Su esposa puso en ese momento una cara de estupefacción tan grande que él supo que eran las primeras noticias que tenía sobre que Jana había estado casada. Y se preguntó por qué no le había dicho nada.
—Pues bueno. —El doctor Mallén volvió al tema anterior—. Imagínate el corredor que hemos establecido desde aquí: nos mandan a los tuberculosos y, a través de la Resistencia, nos envían también sulfamidas y estreptomicina para todos ellos; a cambio nosotros les enviamos los antibióticos, las gasas y el cloroformo para la maternidad de Elna. Así reparamos algo del mal que otros han hecho. No quiero ni imaginar cómo será un hospital militar, y menos a la hora de la cena. Y eso que soy médico. Te veo bien, Laurent. —A Juste aquellas palabras le parecieron una excentricidad en aquellos momentos.
—No sé si me lo dices de broma. —No se resistió a comentárselo.

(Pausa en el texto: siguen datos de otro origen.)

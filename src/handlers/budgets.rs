use axum::{
    extract::{Path, State},
    http::StatusCode,
    response::Json,
};
use common::{BudgetDto, CreateBudgetRequest, UpdateBudgetRequest};
use model::repository;
use tracing::{debug, info, instrument, trace};

use crate::error::{ApiError, ApiResult};
use crate::extract::{ValidatedJson, ValidatedQuery};
use crate::helpers::period::list_filter;
use crate::schemas::{ApiResponse, AppState, ErrorResponse, PeriodQuery};

/// List budgets
#[utoipa::path(
    get,
    path = "/api/v1/budgets",
    tag = "budgets",
    params(PeriodQuery),
    responses(
        (status = 200, description = "Budgets retrieved successfully", body = ApiResponse<Vec<BudgetDto>>),
        (status = 400, description = "Invalid period", body = ErrorResponse),
        (status = 500, description = "Internal server error", body = ErrorResponse)
    )
)]
#[instrument(skip(state))]
pub async fn get_budgets(
    State(state): State<AppState>,
    ValidatedQuery(query): ValidatedQuery<PeriodQuery>,
) -> ApiResult<Json<ApiResponse<Vec<BudgetDto>>>> {
    trace!("Entering get_budgets function");
    let filter = list_filter(&query)?;

    let db = state.db.get().await?;
    let budgets = repository::list_budgets(db, filter).await?;

    info!("Retrieved {} budgets", budgets.len());
    Ok(Json(ApiResponse::ok(
        budgets.into_iter().map(BudgetDto::from).collect(),
        "Budgets retrieved successfully",
    )))
}

/// Set the budget of a category for a month
///
/// A budget that already exists for the same category, month and year gets
/// its amount replaced instead of a second budget being created.
#[utoipa::path(
    post,
    path = "/api/v1/budgets",
    tag = "budgets",
    request_body = CreateBudgetRequest,
    responses(
        (status = 201, description = "Budget created successfully", body = ApiResponse<BudgetDto>),
        (status = 200, description = "Existing budget updated", body = ApiResponse<BudgetDto>),
        (status = 400, description = "Invalid request", body = ErrorResponse),
        (status = 500, description = "Internal server error", body = ErrorResponse)
    )
)]
#[instrument(skip(state))]
pub async fn create_budget(
    State(state): State<AppState>,
    ValidatedJson(request): ValidatedJson<CreateBudgetRequest>,
) -> ApiResult<(StatusCode, Json<ApiResponse<BudgetDto>>)> {
    trace!("Entering create_budget function");
    debug!(
        "Setting {} budget for {}/{} to {}",
        request.category.as_str(),
        request.month,
        request.year,
        request.amount
    );

    let db = state.db.get().await?;
    let upserted = repository::upsert_budget(
        db,
        request.category,
        request.month,
        request.year,
        request.amount,
    )
    .await?;

    let (status, message) = if upserted.created {
        (StatusCode::CREATED, "Budget created successfully")
    } else {
        (StatusCode::OK, "Budget updated successfully")
    };
    info!("{} (ID: {})", message, upserted.budget.id);

    Ok((
        status,
        Json(ApiResponse::ok(BudgetDto::from(upserted.budget), message)),
    ))
}

/// Get a specific budget by ID
#[utoipa::path(
    get,
    path = "/api/v1/budgets/{budget_id}",
    tag = "budgets",
    params(
        ("budget_id" = i32, Path, description = "Budget ID"),
    ),
    responses(
        (status = 200, description = "Budget retrieved successfully", body = ApiResponse<BudgetDto>),
        (status = 404, description = "Budget not found", body = ErrorResponse),
        (status = 500, description = "Internal server error", body = ErrorResponse)
    )
)]
#[instrument(skip(state))]
pub async fn get_budget(
    Path(budget_id): Path<i32>,
    State(state): State<AppState>,
) -> ApiResult<Json<ApiResponse<BudgetDto>>> {
    trace!("Entering get_budget function for budget_id: {}", budget_id);

    let db = state.db.get().await?;
    let budget = repository::find_budget(db, budget_id)
        .await?
        .ok_or(ApiError::NotFound("Budget"))?;

    Ok(Json(ApiResponse::ok(
        BudgetDto::from(budget),
        "Budget retrieved successfully",
    )))
}

/// Change the amount of a budget
#[utoipa::path(
    put,
    path = "/api/v1/budgets/{budget_id}",
    tag = "budgets",
    params(
        ("budget_id" = i32, Path, description = "Budget ID"),
    ),
    request_body = UpdateBudgetRequest,
    responses(
        (status = 200, description = "Budget updated successfully", body = ApiResponse<BudgetDto>),
        (status = 400, description = "Invalid request", body = ErrorResponse),
        (status = 404, description = "Budget not found", body = ErrorResponse),
        (status = 500, description = "Internal server error", body = ErrorResponse)
    )
)]
#[instrument(skip(state))]
pub async fn update_budget(
    Path(budget_id): Path<i32>,
    State(state): State<AppState>,
    ValidatedJson(request): ValidatedJson<UpdateBudgetRequest>,
) -> ApiResult<Json<ApiResponse<BudgetDto>>> {
    trace!("Entering update_budget function for budget_id: {}", budget_id);

    let db = state.db.get().await?;
    let budget = repository::update_budget_amount(db, budget_id, request.amount)
        .await?
        .ok_or(ApiError::NotFound("Budget"))?;

    info!("Budget with ID {} updated to {}", budget_id, budget.amount);
    Ok(Json(ApiResponse::ok(
        BudgetDto::from(budget),
        "Budget updated successfully",
    )))
}

/// Delete a budget
#[utoipa::path(
    delete,
    path = "/api/v1/budgets/{budget_id}",
    tag = "budgets",
    params(
        ("budget_id" = i32, Path, description = "Budget ID"),
    ),
    responses(
        (status = 200, description = "Budget deleted successfully", body = ApiResponse<BudgetDto>),
        (status = 404, description = "Budget not found", body = ErrorResponse),
        (status = 500, description = "Internal server error", body = ErrorResponse)
    )
)]
#[instrument(skip(state))]
pub async fn delete_budget(
    Path(budget_id): Path<i32>,
    State(state): State<AppState>,
) -> ApiResult<Json<ApiResponse<BudgetDto>>> {
    trace!("Entering delete_budget function for budget_id: {}", budget_id);

    let db = state.db.get().await?;
    let deleted = repository::delete_budget(db, budget_id)
        .await?
        .ok_or(ApiError::NotFound("Budget"))?;

    info!("Budget with ID {} deleted successfully", budget_id);
    Ok(Json(ApiResponse::ok(
        BudgetDto::from(deleted),
        "Budget deleted successfully",
    )))
}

—¿Cómo están Solange y Maude? A Auguste ya lo veo hecho un hombrecito.
Juste bajó mucho la voz:
—Víctor, escucha. —Lo llamó por su nombre en vez de por su apellido, como era habitual que se refirieran a él—. Mañana llegará mi hija. Se ha quedado en la estación para aparentar normalidad, para que aún no se descubra que no estamos. Estará aquí antes de la hora de comer. Nuestras pertenencias las hemos facturado a Madrid.
Auguste se echó a llorar, entonces sí que parecía que lo había entendido todo. El pequeño de los Mallén le dijo que lo acompañara al cuarto de los juguetes, que le enseñaría su tren eléctrico.
Arlette se dirigió a la pareja en francés, idioma que hablaban igual de bien que el castellano, ya que residieron en París durante el tiempo que duró la especialización médica de Víctor antes de la Guerra Civil:
—Tengo que pediros un favor. ¿Llamaríais mañana a la fonda La Serena? Que se ponga Pilar, le decís que hemos salido ya hacia Madrid, solo eso. Ella ya se encargará de decírselo a Jana con mucha discreción. Estará sufriendo. Ahora es como si yo tuviera cuatro hijos en vez de tres. Maude está en el liceo. Dentro de lo malo me ilusiona saber que mañana voy a verla. Mi pequeña. Y Solange llegará, estoy segura. —A Arlette se le agolpaban las ideas, le circulaban como un torbellino y necesitaba expresarlas todas a la vez con la esperanza de que sus deseos se concretaran en acciones favorables.
Madrugada del jueves, 12 de agosto de 1943
El doctor bajó con ellos al portal para despedirlos. Laurent Juste le dio una carpeta de piel negra cerrada con una cremallera.
—¿Qué es esto? —dijo mientras miraba dentro—. De ninguna manera puedo aceptarlo, aquí hay miles de libras.
—No te lo tienes que quedar tú si no quieres —le dijo mientras le sonreía—; compra medicinas, más camas para el hospital, contrata enfermeras. Tú sabrás en qué emplearlo. Los enemigos de Pétain nos pagan muy bien, pero tú sabes que no lo hacemos por eso. Al menos no solo por eso. —Y rieron.
Esa era la imagen que quería guardar de su amigo, el hasta entonces jefe de la aduana francesa en la estación de Canfranc. No se veían demasiado, al menos no todo lo que le hubiera gustado, solo durante algunos días de las vacaciones, pero el aprecio mutuo era inmenso. Lo que más deseaba el doctor Mallén era que el destino le permitiera disfrutar más adelante alguna vez de la grata compañía del hombre que en aquel momento se marchaba lejos.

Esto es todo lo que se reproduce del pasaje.